You mention that a viable application is that of implants, especially that of 'slipping.' The tests performed on the sample cells were primarily vertical loads, which correspond to compressive forces (normal forces) instead of slipping/frictional forces (shear forces). If the fibronectin-coated cells are believed to have stronger bonds due to greater cell adhesion, do you think this also applies to shear stresses?

I'm also a little confused by the described mathematical model. From the way its worded, it seems the cell peeling distribution was very similar for the non-coated and the coated plates. This is counter-intuitive to the experimental results of fibronectin-coated cells having greater adhesion properties. Could you explain this?

alan2wilk said...

answers to comments as of dec 7 2008

spectator
1. in this experiment the test for vertical stress was used to estimate the amount of connectivity formed between the cells and the material. the estimation was based on a mathamatical model and found that there was higher connectivity. i assumed this conectivity will result allow higher stresses in the x z and theta directions. though it would be interesting further work to see if the connectivity is only related to vertical stress.

2
because there was a larger adhesion area and a larger resistance to peeling i think fibronectin has a role in both. the cells have better communication between fibronectin than they do with alumina. this allows for more rapid connectivity with the material. faster connectivity could result in larger area and more connective plates. the greater number of plates would result in a larger resistance to peeling.

3
the mathematical model is an applied model from defect stress growth. this could be applied to any cell type as long as it can be assumed that there are bonding units that provide the connective integrity.

ye Qiu

it is possible that peeling could have been due to outside factors other than the load. the only control mentioned in the paper is the alumnia control. the assumption being that (since both cultures were treated equally) the only difference in the cell peeling would be the fibroconnectin. this doesnt account for other phenomena that might be happening. you bring up a good point, it might be possible that fibroconnectin creates greater resistance to death-by-load.

shyam
for questions regardign shear see spectator 1
the mathematical model is a model of defect stress prorogation. the difference between the fibroconnectin and the alumina is represented in the model by a variance of the initial defect function (c). for fibroconnectin the c value was set to zero changing the solution to the model and resulting in a lower rate of pealing (beta).

GS said...

Could you explain or go into more detail about the experimental set-up. If the cultures were put upside-down, were they completely without media? Can you account for the cells that might have "let go" because of the lack of media present? Did their controls take these into account?

Did you feel that their mathematical model was accurate? Was it completely based off of theory and had a lot of assumptions, or was it a computer simulation? Is this model applicable to engineers would like to create that implant?

Tue said...

You mentioned bioincompatibility in implants and a huge drawback of alumina is that the body recognize it as a foreign material (as oppose to, say, titanium), and coats it with problematic non-fibrous tissues.

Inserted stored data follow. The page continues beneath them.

#[cfg(test)]
mod tests {
    use std::sync::{Arc, Mutex};

    use tokio::io::{AsyncReadExt, AsyncWriteExt};
    use tokio::net::TcpListener;

    use super::*;

    #[derive(Clone, Default)]
    struct MemorySlot(Arc<Mutex<Option<AuthSession>>>);

    impl SessionPersistence for MemorySlot {
        fn load_session(&self) -> AuthResult<Option<AuthSession>> {
            Ok(self.0.lock().unwrap().clone())
        }

        fn save_session(&self, session: &AuthSession) -> AuthResult<()> {
            *self.0.lock().unwrap() = Some(session.clone());
            Ok(())
        }

        fn clear_session(&self) -> AuthResult<()> {
            *self.0.lock().unwrap() = None;
            Ok(())
        }
    }

    fn session(access_token: &str, expires_at: i64) -> AuthSession {
        AuthSession {
            access_token: access_token.to_string(),
            refresh_token: format!("refresh-{access_token}"),
            expires_at,
            user: AuthUser {
                id: "user-1".to_string(),
                email: None,
            },
        }
    }

    /// Token endpoint that answers every refresh grant with `renewed`.
    async fn token_endpoint() -> String {
        let listener = TcpListener::bind("127.0.0.1:0").await.unwrap();
        let addr = listener.local_addr().unwrap();
        tokio::spawn(async move {
            while let Ok((mut socket, _)) = listener.accept().await {
                let mut buffer = vec![0u8; 4096];
                let read = socket.read(&mut buffer).await.unwrap_or(0);
                let request = String::from_utf8_lossy(&buffer[..read]).into_owned();
                let (status, body) =
                    if request.starts_with("POST /auth/v1/token?grant_type=refresh_token ") {
                        (
                            "200 OK",
                            r#"{"access_token":"renewed","refresh_token":"refresh-renewed","expires_in":3600,"user":{"id":"user-1","email":null}}"#,
                        )
                    } else {
                        ("404 Not Found", r#"{"msg":"not found"}"#)
                    };
                let response = format!(
                    "HTTP/1.1 {status}\r\ncontent-type: application/json\r\ncontent-length: {}\r\nconnection: close\r\n\r\n{body}",
                    body.len()
                );
                let _ = socket.write_all(response.as_bytes()).await;
                // Drain until the client hangs up so the close is clean.
                let _ = socket.read_to_end(&mut Vec::new()).await;
            }
        });
        format!("http://{addr}")
    }

    #[tokio::test]
    async fn expired_session_is_refreshed_in_place() {
        let slot = MemorySlot::default();
        let expired = session("stale", 1_000);
        slot.save_session(&expired).unwrap();
        let client = SupabaseAuthClient::new(
            token_endpoint().await,
            "anon",
            slot.clone(),
            SessionContext::with_session(expired),
        )
        .unwrap();

        let refreshed = client.keep_fresh().await.unwrap().unwrap();

        assert_eq!(refreshed.access_token, "renewed");
        assert!(!refreshed.is_expired());
        assert_eq!(client.context().access_token().as_deref(), Some("renewed"));
        assert_eq!(slot.load_session().unwrap(), Some(refreshed));
    }

    #[tokio::test]
    async fn newer_persisted_session_is_adopted_without_refreshing() {
        let slot = MemorySlot::default();
        let far_future = Utc::now().timestamp() + 3_600;
        slot.save_session(&session("from-other-shell", far_future))
            .unwrap();
        // Nothing listens here, so any refresh attempt would fail.
        let client = SupabaseAuthClient::new(
            "http://127.0.0.1:9",
            "anon",
            slot,
            SessionContext::with_session(session("stale", 1_000)),
        )
        .unwrap();

        let adopted = client.keep_fresh().await.unwrap().unwrap();

        assert_eq!(adopted.access_token, "from-other-shell");
        assert_eq!(
            client.context().access_token().as_deref(),
            Some("from-other-shell")
        );
    }

    #[tokio::test]
    async fn signed_out_context_stays_signed_out() {
        let client = SupabaseAuthClient::new(
            "http://127.0.0.1:9",
            "anon",
            MemorySlot::default(),
            SessionContext::signed_out(),
        )
        .unwrap();

        assert_eq!(client.keep_fresh().await.unwrap(), None);
    }

    #[test]
    fn auth_url_gets_suffix_once() {
        assert_eq!(
            normalize_auth_url("https://demo.supabase.co").unwrap(),
            "https://demo.supabase.co/auth/v1"
        );
        assert_eq!(
            normalize_auth_url(" https://demo.supabase.co/auth/v1/ ").unwrap(),
            "https://demo.supabase.co/auth/v1"
        );
        assert!(normalize_auth_url("demo.supabase.co").is_err());
    }

    #[test]
    fn credentials_are_required() {
        assert!(credentials(" ", "pw").is_err());
        assert!(credentials("steve@example.com", "").is_err());
        assert_eq!(
            credentials(" steve@example.com ", "pw").unwrap(),
            ("steve@example.com", "pw")
        );
    }

    #[test]
    fn user_without_tokens_means_confirmation_pending() {
        let payload: TokenPayload =
            serde_json::from_str(r#"{"user": {"id": "user-1", "email": "steve@example.com"}}"#)
                .unwrap();
        assert!(payload.into_session(0).unwrap().is_none());
    }

    #[test]
    fn nested_session_is_unwrapped() {
        let payload: TokenPayload = serde_json::from_str(
            r#"{
                "user": {"id": "user-1", "email": "steve@example.com"},
                "session": {"access_token": "a", "refresh_token": "r", "expires_in": 3600}
            }"#,
        )
        .unwrap();
        let session = payload.into_session(1_700_000_000).unwrap().unwrap();
        assert_eq!(session.user.id, "user-1");
        assert_eq!(session.expires_at, 1_700_003_600);
    }

    #[test]
    fn partial_tokens_are_rejected() {
        let payload: TokenPayload =
            serde_json::from_str(r#"{"access_token": "a", "user": {"id": "u", "email": null}}"#)
                .unwrap();
        assert!(matches!(payload.into_session(0), Err(AuthError::Api(_))));
    }

    #[test]
    fn sessions_expire_a_minute_early() {
        let session = AuthSession {
            access_token: "secret-access-token".to_string(),
            refresh_token: "secret-refresh-token".to_string(),
            expires_at: 1_000,
            user: AuthUser {
                id: "user".to_string(),
                email: None,
            },
        };
        assert!(!session.is_expired_at(900));
        assert!(session.is_expired_at(950));

        let rendered = format!("{session:?}");
        assert!(!rendered.contains("secret-access-token"));
        assert!(rendered.contains("[REDACTED]"));
    }
}
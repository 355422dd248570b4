use std::sync::Arc;
use std::time::Duration;

use chrono::Local;
use craftwatch_core::models::DashboardStats;
use craftwatch_core::scheduler::{DashboardView, NoticeKind, RefreshState};
use craftwatch_core::RefreshScheduler;
use tokio::io::{AsyncBufReadExt, BufReader};

use crate::auth::ProfileAuth;
use crate::commands::common::{
    connect, format_server_lines, format_stats_lines, server_to_list_item, ServerListItem,
};
use crate::error::CliError;

/// How often `watch` checks whether the session needs refreshing.
const SESSION_CHECK_INTERVAL: Duration = Duration::from_secs(30);

/// One cycle in the foreground.
pub async fn run_refresh(as_json: bool, global_profile: Option<&str>) -> Result<(), CliError> {
    let backend = connect(global_profile).await?;
    let scheduler = RefreshScheduler::new(
        Arc::clone(&backend.probe),
        Arc::clone(&backend.store),
        backend.session.clone(),
    );
    let servers = scheduler.fetch_and_reconcile().await?;

    if as_json {
        let items = servers
            .iter()
            .map(server_to_list_item)
            .collect::<Vec<ServerListItem>>();
        println!("{}", serde_json::to_string_pretty(&items)?);
    } else {
        for line in format_server_lines(&servers) {
            println!("{line}");
        }
    }
    Ok(())
}

/// Mount the scheduler and redraw whenever it publishes, until Ctrl-C or `q`.
pub async fn run_watch(
    interval: Option<u64>,
    global_profile: Option<&str>,
) -> Result<(), CliError> {
    let backend = connect(global_profile).await?;
    let interval = match interval {
        Some(0) => {
            return Err(CliError::Config(
                "--interval must be at least 1 second".to_string(),
            ))
        }
        Some(secs) => Duration::from_secs(secs),
        None => backend.config.refresh_interval(),
    };

    let scheduler = RefreshScheduler::with_interval(
        Arc::clone(&backend.probe),
        Arc::clone(&backend.store),
        backend.session.clone(),
        interval,
    );
    let mut view = scheduler.subscribe();
    let mut input = BufReader::new(tokio::io::stdin()).lines();
    let mut stdin_open = true;
    let refresher = tokio::spawn(keep_session_fresh(backend.auth.clone()));
    scheduler.mount();

    let result = loop {
        tokio::select! {
            _ = tokio::signal::ctrl_c() => break Ok(()),
            changed = view.changed() => {
                if changed.is_err() {
                    break Ok(());
                }
                let snapshot = view.borrow_and_update().clone();
                render(&snapshot);
            }
            line = input.next_line(), if stdin_open => match line {
                Ok(Some(line)) => match line.trim() {
                    "r" | "refresh" => {
                        if !scheduler.refresh_now() {
                            println!("A refresh is already running.");
                        }
                    }
                    "q" | "quit" => break Ok(()),
                    "" => {}
                    other => println!("Unknown command '{other}'. Use r or q."),
                },
                // stdin closed; keep refreshing on the timer until Ctrl-C
                Ok(None) => stdin_open = false,
                Err(error) => break Err(CliError::Io(error)),
            },
        }
    };

    scheduler.teardown();
    refresher.abort();
    result
}

async fn keep_session_fresh(auth: ProfileAuth) {
    let mut ticker = tokio::time::interval(SESSION_CHECK_INTERVAL);
    loop {
        ticker.tick().await;
        if let Err(error) = auth.keep_fresh().await {
            tracing::warn!("Failed to refresh session: {}", error);
        }
    }
}

fn render(view: &DashboardView) {
    let status = match view.state {
        RefreshState::Loading => "loading".to_string(),
        RefreshState::Refreshing(trigger) => format!("refreshing ({trigger:?})").to_lowercase(),
        RefreshState::Idle => view.last_refreshed_at.map_or_else(
            || "idle".to_string(),
            |at| format!("updated {}", at.with_timezone(&Local).format("%H:%M:%S")),
        ),
        RefreshState::Stopped => return,
    };

    println!();
    println!("== craftwatch: {status} ==");
    if let Some(notice) = &view.notice {
        match notice.kind {
            NoticeKind::AuthRequired => {
                println!("! {} Run `craftwatch auth login`.", notice.message);
            }
            NoticeKind::Error => println!("! {}", notice.message),
        }
    }
    for line in format_stats_lines(&DashboardStats::from_servers(&view.servers)) {
        println!("{line}");
    }
    println!();
    for line in format_server_lines(&view.servers) {
        println!("{line}");
    }
}
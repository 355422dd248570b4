//! Data models for Craftwatch

mod profile;
mod server;
mod stats;

pub use profile::Profile;
pub use server::{
    NewServer, ServerId, ServerPatch, ServerRecord, ServerStatus, StatusUpdate, DEFAULT_PORT,
    SENTINEL_IP,
};
pub use stats::DashboardStats;
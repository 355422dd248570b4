use std::io::{self, Write};
use std::path::Path;

use clap::CommandFactory;
use clap_complete::{generate, Shell};

use crate::cli::{Cli, CompletionShell};
use crate::error::CliError;

impl From<CompletionShell> for Shell {
    fn from(shell: CompletionShell) -> Self {
        match shell {
            CompletionShell::Bash => Self::Bash,
            CompletionShell::Zsh => Self::Zsh,
            CompletionShell::Fish => Self::Fish,
        }
    }
}

/// Write the completion script to `output_path`, or stdout when unset.
pub fn run_completions(shell: CompletionShell, output_path: Option<&Path>) -> Result<(), CliError> {
    let script = render_completions(shell);
    match output_path {
        Some(path) => {
            std::fs::write(path, &script)?;
            println!("Wrote {shell:?} completions to {}", path.display());
        }
        None => io::stdout().write_all(&script)?,
    }
    Ok(())
}

pub fn render_completions(shell: CompletionShell) -> Vec<u8> {
    let mut script = Vec::new();
    generate(Shell::from(shell), &mut Cli::command(), "craftwatch", &mut script);
    script
}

Having said that, do you think fibronectin-coating will be just as effective on more bio-inert materials like metals or other ceramics, like dental porcelain?

DanR said...

My question concerns the value of vertical stresses on cells. Do the connections vary in strength between direct stress and shear stress?

Also, many/most biological devices adsorb proteins naturally and the composition of the adsorbed surface changes with time and the proteins present in the extracellular matrix/fluid. Are there any similar experiments with other proteins like vitronectin, thrombin etc? Also is the model of fibronectin attachment predicated on integrin attachement or something else?